As to Thomas Paine, the verdict of history is too well settled to be reversed by Mr. Ingersoll’s wit, or ridicule, or denials. After all allowance that can be made for misrepresentation, this remains unquestionably true, on the authority of those who claimed to be his friends and knew him best, that in his last years he was addicted to intemperance, given to violence and abusiveness, had disreputable associates, lived with a woman who was not his wife, and left to her whatever remnant of fortune he had.

THE CONTRAST.

These, now, are the representative names of infidelity, the most saintly apostles it has to offer: men, the very best of whom are characterized either by vanity, or selfishness, or pride, or envy; while some are given to deceit, blasphemy, drunkenness, sensuality. Yet these are held up as the examples and illustrators of this new and better gospel that is to banish from the world the “dogmas of ignorance, prejudice and powe,” “the poisoned fables of superstition,” and in their stead guarantee to us “freedom, truth, goodness, heaven.” What say you friends?

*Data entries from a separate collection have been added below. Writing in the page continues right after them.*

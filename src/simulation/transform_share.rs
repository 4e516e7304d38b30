//! Double-buffered world-transform hand-off from the physics thread to
//! readers.
//!
//! The physics thread writes a full snapshot into the back slot after every
//! tick, then flips the front index with a release store. Readers load the
//! index with acquire and lock only the front slot, so a reader never
//! observes a half-written snapshot and the writer never waits on a reader
//! holding the other slot.

use std::sync::atomic::{AtomicUsize, Ordering};
use std::sync::Mutex;

use glam::Mat4;

use crate::scene::{NodeId, Scene};

/// One node's world matrix as of the most recently published tick.
#[derive(Debug, Clone, Copy, PartialEq)]
pub struct PublishedTransform {
    pub node: NodeId,
    pub world: Mat4,
}

/// Two-slot snapshot buffer flipped by the physics thread.
#[derive(Debug, Default)]
pub struct TransformShare {
    slots: [Mutex<Vec<PublishedTransform>>; 2],
    front: AtomicUsize,
}

impl TransformShare {
    pub fn new() -> Self {
        Self::default()
    }

    /// Writes a complete snapshot of the scene's world transforms into the
    /// back slot and makes it the front.
    pub fn publish(&self, scene: &Scene) {
        let back = 1 - self.front.load(Ordering::Relaxed);
        {
            let mut slot = self
                .slots[back]
                .lock()
                .unwrap_or_else(|poisoned| poisoned.into_inner());
            slot.clear();
            for node in scene.traversal_order() {
                slot.push(PublishedTransform {
                    node,
                    world: scene.world_transform(node),
                });
            }
        }
        self.front.store(back, Ordering::Release);
    }

    /// Clones the most recently published snapshot.
    pub fn snapshot(&self) -> Vec<PublishedTransform> {
        let front = self.front.load(Ordering::Acquire);
        self.slots[front]
            .lock()
            .unwrap_or_else(|poisoned| poisoned.into_inner())
            .clone()
    }
}

#[cfg(test)]
mod tests {
    use super::*;
    use crate::scene::{GameObject, Transform};
    use glam::Vec3;

    #[test]
    fn snapshot_starts_empty() {
        let share = TransformShare::new();
        assert!(share.snapshot().is_empty());
    }

    #[test]
    fn publish_exposes_world_matrices() {
        let mut scene = Scene::new();
        let root = scene.add_object(GameObject::new("root"));
        scene.node_mut(root).transform = Transform::from_translation(Vec3::new(1.0, 2.0, 3.0));
        let child = scene.add_child(root, GameObject::new("child"));
        scene.node_mut(child).transform = Transform::from_translation(Vec3::new(0.0, 1.0, 0.0));

        let share = TransformShare::new();
        share.publish(&scene);

        let snapshot = share.snapshot();
        assert_eq!(snapshot.len(), 2);
        let child_entry = snapshot.iter().find(|t| t.node == child).unwrap();
        let position = child_entry.world.transform_point3(Vec3::ZERO);
        assert!((position - Vec3::new(1.0, 3.0, 3.0)).length() < 1e-6);
    }

    #[test]
    fn publish_flips_between_slots() {
        let mut scene = Scene::new();
        let id = scene.add_object(GameObject::new("mover"));

        let share = TransformShare::new();
        share.publish(&scene);
        let before = share.snapshot();

        scene.node_mut(id).transform.translate(Vec3::new(5.0, 0.0, 0.0));
        share.publish(&scene);
        let after = share.snapshot();

        assert_ne!(before[0].world, after[0].world);
        let position = after[0].world.transform_point3(Vec3::ZERO);
        assert!((position.x - 5.0).abs() < 1e-6);
    }
}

Here they are—the representatives of Christianity, the advocates of the ignorance, bigotry, despotism, which is declared to so blight this world,–Wesley, Whitefield, Luther, Calvin, Anselm, Augustine, John, Paul, Jesus Christ; and here over against them, are the representatives of infidelity, the advocates of the doctrines that are to bring back to the world the lost Paradise,–Bolingbroke, Hobbes, Hume, Voltaire, Rousseau, Thomas Paine. With which shall we make surest of truth, virtue, happiness? With which will our wives and little one be in the safest keeping? With which the purity of the community, the security of the State, the glory of the nation be most surely guarantied? Such questions answer themselves. No amount of sophistry with even Mr. Ingersoll’s brilliant rhetoric to help it, could make us mistake the night for the day. But as well attempt that as try to make us put infidelity in the place of Christianity as the light and hope of the world.

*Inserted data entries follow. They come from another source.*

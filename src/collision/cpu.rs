//! Brute-force CPU reference narrow phase.
//!
//! Mirrors the GPU kernel's contract exactly — same pair ordering, same
//! nearest-contact selection, same receiver attribution — so tests can
//! validate the protocol without a device, and the physics thread can keep
//! simulating when no compute adapter exists.

use glam::Vec3;
use rayon::prelude::*;

use super::triangle::{face_normal, segment_triangle};
use super::{CollisionBackend, Contact, ContactSource, MeshSnapshot, PairHits};

#[derive(Debug, Default)]
pub struct CpuCollisionBackend;

/// World-space triangles of a mesh snapshot.
fn world_triangles(mesh: &MeshSnapshot<'_>) -> Vec<[Vec3; 3]> {
    (0..mesh.face_count())
        .map(|face| {
            let fetch = |corner: usize| {
                let index = mesh.indices[face * 3 + corner] as usize;
                (mesh.world * mesh.positions[index].extend(1.0)).truncate()
            };
            [fetch(0), fetch(1), fetch(2)]
        })
        .collect()
}

/// Nearest contact between one face of mesh A and all of mesh B, the same
/// test each GPU invocation performs for its face.
fn test_face(a: &[Vec3; 3], b_faces: &[[Vec3; 3]]) -> Option<(Vec3, Vec3, ContactSource)> {
    let a_centroid = (a[0] + a[1] + a[2]) / 3.0;
    let a_normal = face_normal(a[0], a[1], a[2]);

    let mut best: Option<(f32, Vec3, Vec3, ContactSource)> = None;
    let mut consider = |point: Vec3, normal: Vec3, source: ContactSource| {
        let distance = (point - a_centroid).length();
        if best.map_or(true, |(d, ..)| distance < d) {
            best = Some((distance, point, normal, source));
        }
    };

    for b in b_faces {
        let b_normal = face_normal(b[0], b[1], b[2]);

        // Edges of the A face against the B face: the hit face is B's.
        for edge in 0..3 {
            let origin = a[edge];
            let tip = a[(edge + 1) % 3];
            if let Some(point) = segment_triangle(origin, tip - origin, b[0], b[1], b[2]) {
                consider(point, b_normal, ContactSource::MeshB);
            }
        }

        // Edges of the B face against the A face: the hit face is A's.
        for edge in 0..3 {
            let origin = b[edge];
            let tip = b[(edge + 1) % 3];
            if let Some(point) = segment_triangle(origin, tip - origin, a[0], a[1], a[2]) {
                consider(point, a_normal, ContactSource::MeshA);
            }
        }
    }

    best.map(|(_, point, normal, source)| (point, normal, source))
}

impl CollisionBackend for CpuCollisionBackend {
    fn test_pair(&mut self, a: MeshSnapshot<'_>, b: MeshSnapshot<'_>) -> PairHits {
        // The mesh with more faces takes slot A, matching the GPU dispatch
        // sizing. Receiver attribution is flipped back if the pair swapped.
        let swapped = a.face_count() < b.face_count();
        let (first, second) = if swapped { (b, a) } else { (a, b) };

        let a_faces = world_triangles(&first);
        let b_faces = world_triangles(&second);

        let contacts: Vec<Contact> = a_faces
            .par_iter()
            .filter_map(|face| test_face(face, &b_faces))
            .map(|(point, normal, source)| {
                let source = match (source, swapped) {
                    (ContactSource::MeshA, false) | (ContactSource::MeshB, true) => {
                        ContactSource::MeshA
                    }
                    _ => ContactSource::MeshB,
                };
                Contact {
                    position: point.extend(match source {
                        ContactSource::MeshA => 0.0,
                        ContactSource::MeshB => 1.0,
                    }),
                    normal: normal.extend(0.0),
                    source,
                }
            })
            .collect();

        PairHits {
            collided: !contacts.is_empty(),
            contacts,
        }
    }
}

THE FRUITS OF CHRISTIANITY.

But let us advance the thought, and ask what are the fruits of the teaching of Christ as contrasted with those of the apostles of infidelity. In looking for these fruits, this remarkable fact appears, that Christ stands everywhere as the ideal character which those who accept his doctrine are pledged to realize so far as lies within their power. This is a peculiarity of Christianity. To study Aristotle, or Plato, or Bacon, and accept what they teach, implies nothing of this. I may receive all they have to offer, and yet come into no sort of personal relations to either of them. I may accept such teachings as truth and yet know nothing about their personal character. But not so as to Christ. I cannot take what he says about God and sin, or obedience, or prayer, and set about carrying out such truths, realizing the ends for which they were set forth, and yet sustain no personal relations to him, have no desire to become like him. That is an impossibility. He and his Word are indissolubly wedded, are inseparably one. To hear that Word, from whosesoever lips, is the same as hearing him; to receive it, is to receive him, and to reject it is to reject him. The only possible way of accepting his truth, is to accept him. The whole object of his teaching may be summed up in the simple idea of bringing men to be like him; not to have the spirit of Christ is to be none of his. Not to covet to be conformed to his image, not to set that clearly before the mind as a constant aim of life, is to be proved not a true disciple. This is a fundamental principle or law of Christianity.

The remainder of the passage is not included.